A judge has publicly lambasted a prominent solicitor-advocate family specialist for an ‘extraordinarily high degree of ill judgment’ over his advice on a divorce settlement.

In a judgment from February published this week, His Honour Judge Edward Hess set out that the parties in divorce proceedings had agreed to effectively end litigation in 2021 with an approved consent order.

But in a paragraph entitled ‘The arrival on the scene of Mr Burrows’, the judge said the wife took on a different focus after August 2022 when her new solicitor David Burrows ‘expended his considerable energies’ in trying to overturn the order.

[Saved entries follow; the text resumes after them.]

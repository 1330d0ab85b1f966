/*!
 * Tests for app configuration functionality
 */

use anyhow::Result;
use ocrsrt::app_config::{Config, LogLevel};
use std::time::Duration;
use crate::common;

#[test]
fn test_default_config_shouldMatchPipelineDefaults() {
    let config = Config::default();

    assert_eq!(config.images_dir, "RGBImages");
    assert_eq!(config.texts_dir, "TXTImages");
    assert_eq!(config.output_file, "subtitle.srt");
    assert_eq!(config.extraction.concurrent_requests, 5);
    assert_eq!(config.extraction.image_extensions, common::strings(&["jpg", "jpeg", "png"]));
    assert!(!config.correction.enabled);
    assert_eq!(config.correction.batch_size, 100);
    assert_eq!(config.correction.retry_count, 3);
    assert_eq!(config.correction.retry_delay_ms, 2000);
    assert_eq!(config.log_level, LogLevel::Info);
    assert!(config.validate().is_ok());
}

#[test]
fn test_default_prompt_shouldContainAllPlaceholders() {
    let prompt = Config::default().correction.prompt;
    assert!(prompt.contains("{language}"));
    assert!(prompt.contains("{count}"));
    assert!(prompt.contains("{lines}"));
}

#[test]
fn test_correction_options_shouldMirrorConfig() {
    let mut config = Config::default();
    config.correction.batch_size = 10;
    config.correction.retry_count = 5;
    config.correction.retry_delay_ms = 250;

    let options = config.correction.options();
    assert_eq!(options.batch_size, 10);
    assert_eq!(options.max_attempts, 5);
    assert_eq!(options.retry_delay, Duration::from_millis(250));
}

#[test]
fn test_deserialize_withPartialJson_shouldFillDefaults() -> Result<()> {
    let json = r#"{
        "images_dir": "frames",
        "extraction": { "concurrent_requests": 2 },
        "correction": { "enabled": true, "language": "English" },
        "log_level": "debug"
    }"#;

    let config: Config = serde_json::from_str(json)?;

    assert_eq!(config.images_dir, "frames");
    assert_eq!(config.texts_dir, "TXTImages");
    assert_eq!(config.extraction.concurrent_requests, 2);
    assert_eq!(config.extraction.drive_folder, "Temp_OCR_Rust");
    assert!(config.correction.enabled);
    assert_eq!(config.correction.language, "English");
    assert_eq!(config.correction.batch_size, 100);
    assert_eq!(config.log_level, LogLevel::Debug);
    Ok(())
}

#[test]
fn test_validate_withInvalidValues_shouldFail() {
    let mut config = Config::default();
    config.extraction.concurrent_requests = 0;
    assert!(config.validate().is_err());

    let mut config = Config::default();
    config.extraction.image_extensions.clear();
    assert!(config.validate().is_err());

    let mut config = Config::default();
    config.correction.batch_size = 0;
    assert!(config.validate().is_err());

    let mut config = Config::default();
    config.correction.retry_count = 0;
    assert!(config.validate().is_err());

    let mut config = Config::default();
    config.correction.temperature = 2.5;
    assert!(config.validate().is_err());

    let mut config = Config::default();
    config.correction.temperature = -0.1;
    assert!(config.validate().is_err());

    let mut config = Config::default();
    config.output_file = "  ".to_string();
    assert!(config.validate().is_err());

    let mut config = Config::default();
    config.texts_dir = String::new();
    assert!(config.validate().is_err());
}

#[test]
fn test_load_or_create_withMissingFile_shouldWriteDefaults() -> Result<()> {
    let temp_dir = common::create_temp_dir()?;
    let path = temp_dir.path().join("conf.json");

    let config = Config::load_or_create(&path)?;

    assert!(path.exists());
    assert_eq!(config.images_dir, "RGBImages");

    let reloaded = Config::load_or_create(&path)?;
    assert_eq!(reloaded.correction.prompt, config.correction.prompt);
    Ok(())
}

#[test]
fn test_save_thenLoad_shouldPreserveValues() -> Result<()> {
    let temp_dir = common::create_temp_dir()?;
    let path = temp_dir.path().join("conf.json");

    let mut config = Config::default();
    config.output_file = "movie.srt".to_string();
    config.correction.enabled = true;
    config.correction.model = "gemini-2.0-flash".to_string();
    config.save(&path)?;

    let loaded = Config::load_or_create(&path)?;
    assert_eq!(loaded.output_file, "movie.srt");
    assert!(loaded.correction.enabled);
    assert_eq!(loaded.correction.model, "gemini-2.0-flash");
    Ok(())
}

#[test]
fn test_load_or_create_withMalformedJson_shouldFail() -> Result<()> {
    let temp_dir = common::create_temp_dir()?;
    let path = common::create_test_file(temp_dir.path(), "conf.json", "{ not json")?;

    assert!(Config::load_or_create(&path).is_err());
    Ok(())
}

#[test]
fn test_resolve_api_key_withConfiguredKey_shouldPreferIt() {
    let mut config = Config::default();
    config.correction.api_key = "  configured-key  ".to_string();

    assert_eq!(config.correction.resolve_api_key().as_deref(), Some("configured-key"));
}

#[test]
fn test_log_level_shouldMapToFilter() {
    assert_eq!(LogLevel::Warn.to_level_filter(), log::LevelFilter::Warn);
    assert_eq!(LogLevel::Trace.to_level_filter(), log::LevelFilter::Trace);
}

#[test]
fn test_validate_withTemperatureAboveOne_shouldAccept() {
    let mut config = Config::default();
    config.correction.temperature = 1.5;
    assert!(config.validate().is_ok());

    config.correction.temperature = 2.0;
    assert!(config.validate().is_ok());
}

The judge said Burrows, who was admitted in 1973 and has written articles and books on family law, made a series of suggestions and applications that were ‘bizarre’ in his legal and judicial experience. An application to set aside the consent order, based on the husband allegedly having concealed financial matters from the court, was strongly objected to by the husband’s solicitors. Burrows expressly declined the court’s invitation to apologise to the solicitors for the allegations that they deliberately misled the court.

The wife, having been issued a set aside notice for failing to adhere to court directions, then filed a statement in essence accepting there was no material non-disclosure.

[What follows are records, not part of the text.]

use anyhow::{Result, Context, anyhow};
use log::{info, warn, debug};
use std::fmt;
use std::fs::File;
use std::io::{BufWriter, Write};
use std::path::{Path, PathBuf};

use crate::correction::BatchCorrector;
use crate::file_utils::{FileManager, ARTIFACT_EXTENSION};
use crate::timecode::{self, Timecode};

// @module: Subtitle assembly and SRT output

/// Text used when an artifact exists but cannot be read
pub const READ_ERROR_PLACEHOLDER: &str = "[READ ERROR]";

/// Text written for blocks that end up empty
pub const EMPTY_TEXT_PLACEHOLDER: &str = "...";

/// Number of boilerplate lines the OCR export puts before the text
const HEADER_LINES: usize = 2;

/// Strip the title boilerplate of an OCR export.
///
/// Exports of three lines or more lose their first two lines; shorter ones
/// are only trimmed.
pub fn clean_ocr_text(raw_text: &str) -> String {
    let raw_text = raw_text.strip_prefix('\u{feff}').unwrap_or(raw_text);
    let lines: Vec<&str> = raw_text.split('\n').collect();

    if lines.len() <= HEADER_LINES {
        return raw_text.trim().to_string();
    }

    lines[HEADER_LINES..]
        .iter()
        .map(|line| line.strip_suffix('\r').unwrap_or(line))
        .collect::<Vec<_>>()
        .join("\n")
        .trim()
        .to_string()
}

// @struct: Single subtitle block
#[derive(Debug, Clone, PartialEq)]
pub struct SubtitleBlock {
    // @field: 1-based, contiguous sequence number
    pub sequence: usize,

    // @field: Start time
    pub start: Timecode,

    // @field: End time
    pub end: Timecode,

    // @field: Subtitle text
    pub text: String,
}

impl SubtitleBlock {
    pub fn new(sequence: usize, start: Timecode, end: Timecode, text: String) -> Self {
        SubtitleBlock { sequence, start, end, text }
    }

    /// The `start --> end` line of this block
    pub fn timing_line(&self) -> String {
        timecode::timing_line(&self.start, &self.end)
    }
}

impl fmt::Display for SubtitleBlock {
    fn fmt(&self, f: &mut fmt::Formatter) -> fmt::Result {
        let text = if self.text.is_empty() { EMPTY_TEXT_PLACEHOLDER } else { &self.text };
        writeln!(f, "{}", self.sequence)?;
        writeln!(f, "{}", self.timing_line())?;
        writeln!(f, "{}", text)?;
        writeln!(f)
    }
}

/// Ordered collection of subtitle blocks
#[derive(Debug, Default)]
pub struct SubtitleCollection {
    /// List of subtitle blocks
    pub blocks: Vec<SubtitleBlock>,
}

impl SubtitleCollection {
    pub fn new() -> Self {
        Self::default()
    }

    /// Append a block with the next sequence number
    pub fn push(&mut self, start: Timecode, end: Timecode, text: String) {
        let sequence = self.blocks.len() + 1;
        self.blocks.push(SubtitleBlock::new(sequence, start, end, text));
    }

    pub fn len(&self) -> usize {
        self.blocks.len()
    }

    pub fn is_empty(&self) -> bool {
        self.blocks.is_empty()
    }

    /// Texts of all blocks, in order
    pub fn texts(&self) -> Vec<String> {
        self.blocks.iter().map(|b| b.text.clone()).collect()
    }

    /// Replace block texts positionally
    pub fn replace_texts(&mut self, texts: Vec<String>) -> Result<()> {
        if texts.len() != self.blocks.len() {
            return Err(anyhow!(
                "Got {} texts for {} subtitle blocks",
                texts.len(),
                self.blocks.len()
            ));
        }
        for (block, text) in self.blocks.iter_mut().zip(texts) {
            block.text = text;
        }
        Ok(())
    }

    /// Render the whole collection as SRT
    pub fn to_srt_string(&self) -> String {
        self.blocks.iter().map(|b| b.to_string()).collect()
    }

    /// Write subtitles to an SRT file
    pub fn write_to_srt<P: AsRef<Path>>(&self, path: P) -> Result<()> {
        let path = path.as_ref();

        // Create parent directory if needed
        if let Some(parent) = path.parent() {
            if !parent.as_os_str().is_empty() {
                FileManager::ensure_dir(parent)?;
            }
        }

        let file = File::create(path)
            .with_context(|| format!("Failed to create subtitle file: {}", path.display()))?;
        let mut writer = BufWriter::new(file);

        for block in &self.blocks {
            write!(writer, "{}", block)
                .with_context(|| format!("Failed to write subtitle file: {}", path.display()))?;
        }
        writer.flush()
            .with_context(|| format!("Failed to write subtitle file: {}", path.display()))?;

        Ok(())
    }
}

/// What an assembly run produced
#[derive(Debug, Clone, PartialEq)]
pub struct AssemblySummary {
    /// Blocks written to the output
    pub blocks_written: usize,
    /// Artifacts skipped because their filename did not parse
    pub skipped_files: usize,
    /// Artifacts that could not be read and got the placeholder text
    pub unreadable_files: usize,
    /// Warnings recorded by the correction pass
    pub correction_warnings: Vec<String>,
    pub output_path: PathBuf,
}

/// Builds the final SRT file from the text artifacts
pub struct SubtitleAssembler;

impl SubtitleAssembler {
    /// Read every artifact of `text_folder` in filename order and write the
    /// resulting subtitles to `output_path`.
    ///
    /// Listing the folder and writing the output are the only fatal steps;
    /// malformed names are skipped and unreadable artifacts get a placeholder.
    pub async fn assemble(
        text_folder: impl AsRef<Path>,
        output_path: impl AsRef<Path>,
        corrector: Option<&BatchCorrector>,
    ) -> Result<AssemblySummary> {
        let text_folder = text_folder.as_ref();
        let output_path = output_path.as_ref();

        let artifacts = FileManager::find_files(text_folder, &[ARTIFACT_EXTENSION.to_string()])
            .with_context(|| format!("Failed to read text folder {:?}", text_folder))?;
        if artifacts.is_empty() {
            return Err(anyhow!("No .{} files found in {:?}", ARTIFACT_EXTENSION, text_folder));
        }
        info!("Found {} text files", artifacts.len());

        let mut collection = SubtitleCollection::new();
        let mut skipped_files = 0;
        let mut unreadable_files = 0;

        for path in &artifacts {
            let filename = path.file_name().unwrap_or_default().to_string_lossy();

            let (start, end) = match timecode::parse_filename(&filename) {
                Ok(times) => times,
                Err(e) => {
                    warn!("Skipping file: {}", e);
                    skipped_files += 1;
                    continue;
                }
            };
            if end.is_before(&start) {
                debug!("{} ends before it starts", filename);
            }

            let raw_text = match tokio::fs::read_to_string(path).await {
                Ok(content) => content,
                Err(e) => {
                    warn!("Could not read {:?}: {}. Using placeholder text.", path, e);
                    unreadable_files += 1;
                    READ_ERROR_PLACEHOLDER.to_string()
                }
            };

            collection.push(start, end, clean_ocr_text(&raw_text));
        }

        let mut correction_warnings = Vec::new();
        if let Some(corrector) = corrector {
            if !collection.is_empty() {
                let report = corrector.correct(&collection.texts()).await;
                correction_warnings = report.warnings;
                collection.replace_texts(report.texts)?;
            }
        }

        info!("Writing subtitle file: {:?}", output_path);
        collection.write_to_srt(output_path)?;

        Ok(AssemblySummary {
            blocks_written: collection.len(),
            skipped_files,
            unreadable_files,
            correction_warnings,
            output_path: output_path.to_path_buf(),
        })
    }
}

The judge suggested this may have been an apology but noted that ‘in a broader sense I have picked up little sense of regret or repentance from Mr Burrows for pursuing the issue in the way he did’. 

Central Family Court, First Avenue House

Court’s ruling suggests wife was ‘steered’ into making a costly and unsuccessful application

Source: Michael Cross

Further proceedings followed, including an application by the husband for a limited civil restraint order against his wife.

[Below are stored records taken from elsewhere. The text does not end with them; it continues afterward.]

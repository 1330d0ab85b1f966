/*!
 * Integration tests for the concurrent extraction dispatcher
 */

use anyhow::Result;
use ocrsrt::extraction::{self, DispatchSummary, ExtractionDispatcher, ExtractionJob, JobOutcome};
use ocrsrt::providers::mock::MockConverter;
use std::path::Path;
use std::sync::Arc;
use std::sync::atomic::{AtomicUsize, Ordering};
use std::time::Duration;
use crate::common;

fn image_jobs(images: &Path, texts: &Path, names: &[&str]) -> Result<Vec<ExtractionJob>> {
    for name in names {
        common::create_test_image(images, name)?;
    }
    extraction::discover_jobs(images, texts, &common::strings(&["png", "jpg"]))
}

#[tokio::test]
async fn test_dispatch_withFreshJobs_shouldWriteRawArtifacts() -> Result<()> {
    common::init_logging();
    let temp_dir = common::create_temp_dir()?;
    let (images, texts) = common::create_pipeline_dirs(temp_dir.path())?;
    let jobs = image_jobs(&images, &texts, &["00_00_01_000__00_00_02_000.png", "00_00_03_000__00_00_04_000.jpg"])?;

    let converter = Arc::new(MockConverter::new().with_text("00_00_01_000__00_00_02_000.png", "Hola"));
    let dispatcher = ExtractionDispatcher::new(converter.clone(), 5);

    let outcomes = dispatcher.dispatch(&jobs, |_, _| {}).await;

    assert_eq!(outcomes, vec![JobOutcome::Succeeded, JobOutcome::Succeeded]);
    assert_eq!(converter.call_count(), 2);
    for job in &jobs {
        let content = std::fs::read_to_string(&job.artifact_path)?;
        assert_eq!(content, converter.raw_text_for(&job.source_name));
    }
    Ok(())
}

#[tokio::test]
async fn test_dispatch_withExistingArtifacts_shouldSkipWithoutCalls() -> Result<()> {
    let temp_dir = common::create_temp_dir()?;
    let (images, texts) = common::create_pipeline_dirs(temp_dir.path())?;
    let jobs = image_jobs(&images, &texts, &["00_00_01_000__00_00_02_000.png", "00_00_03_000__00_00_04_000.png"])?;
    common::create_test_file(&texts, "00_00_01_000__00_00_02_000.txt", "previous run")?;

    let converter = Arc::new(MockConverter::new());
    let dispatcher = ExtractionDispatcher::new(converter.clone(), 5);

    let outcomes = dispatcher.dispatch(&jobs, |_, _| {}).await;

    assert_eq!(outcomes, vec![JobOutcome::Skipped, JobOutcome::Succeeded]);
    assert_eq!(converter.seen(), vec!["00_00_03_000__00_00_04_000.png".to_string()]);
    assert_eq!(std::fs::read_to_string(&jobs[0].artifact_path)?, "previous run");

    // A rerun has nothing left to do
    let rerun = dispatcher.dispatch(&jobs, |_, _| {}).await;
    assert_eq!(rerun, vec![JobOutcome::Skipped, JobOutcome::Skipped]);
    assert_eq!(converter.call_count(), 1);
    Ok(())
}

#[tokio::test(flavor = "multi_thread", worker_threads = 4)]
async fn test_dispatch_withDelayedConverter_shouldRespectConcurrencyLimit() -> Result<()> {
    let temp_dir = common::create_temp_dir()?;
    let (images, texts) = common::create_pipeline_dirs(temp_dir.path())?;
    let names: Vec<String> = (0..12)
        .map(|i| format!("00_00_{:02}_000__00_00_{:02}_500.png", i, i))
        .collect();
    let name_refs: Vec<&str> = names.iter().map(|n| n.as_str()).collect();
    let jobs = image_jobs(&images, &texts, &name_refs)?;

    let converter = Arc::new(MockConverter::new().with_delay(Duration::from_millis(30)));
    let dispatcher = ExtractionDispatcher::new(converter.clone(), 3);

    let outcomes = dispatcher.dispatch(&jobs, |_, _| {}).await;

    assert_eq!(outcomes.len(), 12);
    assert!(outcomes.iter().all(|o| *o == JobOutcome::Succeeded));
    assert!(converter.max_in_flight() <= 3, "max in flight was {}", converter.max_in_flight());
    assert!(converter.max_in_flight() >= 2);
    Ok(())
}

#[tokio::test]
async fn test_dispatch_withOneFailingJob_shouldNotAffectSiblings() -> Result<()> {
    let temp_dir = common::create_temp_dir()?;
    let (images, texts) = common::create_pipeline_dirs(temp_dir.path())?;
    let jobs = image_jobs(
        &images,
        &texts,
        &[
            "00_00_01_000__00_00_02_000.png",
            "00_00_03_000__00_00_04_000.png",
            "00_00_05_000__00_00_06_000.png",
        ],
    )?;

    let converter = Arc::new(MockConverter::new().failing_for("00_00_03_000__00_00_04_000.png"));
    let dispatcher = ExtractionDispatcher::new(converter.clone(), 1);

    let outcomes = dispatcher.dispatch(&jobs, |_, _| {}).await;

    assert_eq!(outcomes[0], JobOutcome::Succeeded);
    assert!(outcomes[1].is_failed());
    assert_eq!(outcomes[2], JobOutcome::Succeeded);
    assert!(!jobs[1].artifact_path.exists());
    assert!(!ocrsrt::file_utils::FileManager::staging_path(&jobs[1].artifact_path).exists());
    assert!(jobs[2].is_complete());

    let summary = DispatchSummary::from_outcomes(&outcomes, Duration::ZERO);
    assert_eq!((summary.succeeded, summary.failed, summary.skipped), (2, 1, 0));
    assert_eq!(summary.total(), 3);
    Ok(())
}

#[tokio::test]
async fn test_dispatch_withUnwritableArtifactDir_shouldFailJob() -> Result<()> {
    let temp_dir = common::create_temp_dir()?;
    let (images, _) = common::create_pipeline_dirs(temp_dir.path())?;
    let missing = temp_dir.path().join("does-not-exist");
    let jobs = image_jobs(&images, &missing, &["00_00_01_000__00_00_02_000.png"])?;

    let dispatcher = ExtractionDispatcher::new(Arc::new(MockConverter::new()), 2);
    let outcomes = dispatcher.dispatch(&jobs, |_, _| {}).await;

    assert!(matches!(&outcomes[0], JobOutcome::Failed(reason) if reason.contains("artifact")));
    Ok(())
}

#[tokio::test]
async fn test_dispatch_shouldReportProgressUpToTotal() -> Result<()> {
    let temp_dir = common::create_temp_dir()?;
    let (images, texts) = common::create_pipeline_dirs(temp_dir.path())?;
    let jobs = image_jobs(
        &images,
        &texts,
        &["00_00_01_000__00_00_02_000.png", "00_00_03_000__00_00_04_000.png"],
    )?;
    common::create_test_file(&texts, "00_00_01_000__00_00_02_000.txt", "done")?;

    let calls = Arc::new(AtomicUsize::new(0));
    let highest = Arc::new(AtomicUsize::new(0));
    let (calls_cb, highest_cb) = (calls.clone(), highest.clone());

    let dispatcher = ExtractionDispatcher::new(Arc::new(MockConverter::new()), 2);
    dispatcher
        .dispatch(&jobs, move |completed, total| {
            assert_eq!(total, 2);
            calls_cb.fetch_add(1, Ordering::SeqCst);
            highest_cb.fetch_max(completed, Ordering::SeqCst);
        })
        .await;

    assert_eq!(calls.load(Ordering::SeqCst), 2);
    assert_eq!(highest.load(Ordering::SeqCst), 2);
    Ok(())
}

#[test]
fn test_discover_jobs_shouldFilterAndSortImages() -> Result<()> {
    let temp_dir = common::create_temp_dir()?;
    let (images, texts) = common::create_pipeline_dirs(temp_dir.path())?;
    common::create_test_image(&images, "00_00_05_000__00_00_06_000.png")?;
    common::create_test_image(&images, "00_00_01_000__00_00_02_000.JPG")?;
    common::create_test_file(&images, "readme.md", "ignore me")?;

    let jobs = extraction::discover_jobs(&images, &texts, &common::strings(&["jpg", "png"]))?;

    let names: Vec<&str> = jobs.iter().map(|j| j.source_name.as_str()).collect();
    assert_eq!(names, vec!["00_00_01_000__00_00_02_000.JPG", "00_00_05_000__00_00_06_000.png"]);
    assert_eq!(jobs[0].artifact_path, texts.join("00_00_01_000__00_00_02_000.txt"));
    Ok(())
}

#[test]
fn test_dispatcher_withZeroLimit_shouldUseOne() {
    let dispatcher = ExtractionDispatcher::new(Arc::new(MockConverter::new()), 0);
    assert_eq!(dispatcher.concurrency_limit(), 1);
}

Addressing the application to set aside the 2021 order, the judge said that lawyers on both sides had not previously felt it was wrong or unfair and it was not until the involvement of Burrows that the wife was ‘steered’ towards challenging it.

‘It strikes me very clearly that Mr Burrows’ headline complaint, whatever its technical merit, has been an expensive and pointless legal exercise,’ added the judge. ‘For me it is baffling as to why he should be steering the wife into doing what she is doing.’

The application was ultimately dismissed as out of time and the judge put on record that the attempt was totally without merit. He proposed to deal with the issue of costs and the limited civil restraint order at a hearing this month, the outcome of which has yet to be reported. The judge added that the bills raised by Burrows would be a ‘significant sum’ given that he charged £320 plus VAT per hour and he had spent many hours on the case. The husband’s extra costs incurred dealing with proceedings after August 2022 came to almost £60,000.

Burrows, who continues to write about the law but does not have a practice of his own, told the Gazette that his client had wanted to have the consent order set aside as it had failed to apply the law and did not pay attention to the welfare of the couple’s still-dependent children. The plan had been to make a charge against a seven-figure lump sum awarded to the husband. Burrows disputed whether the judge had the power to dismiss the wife’s claim.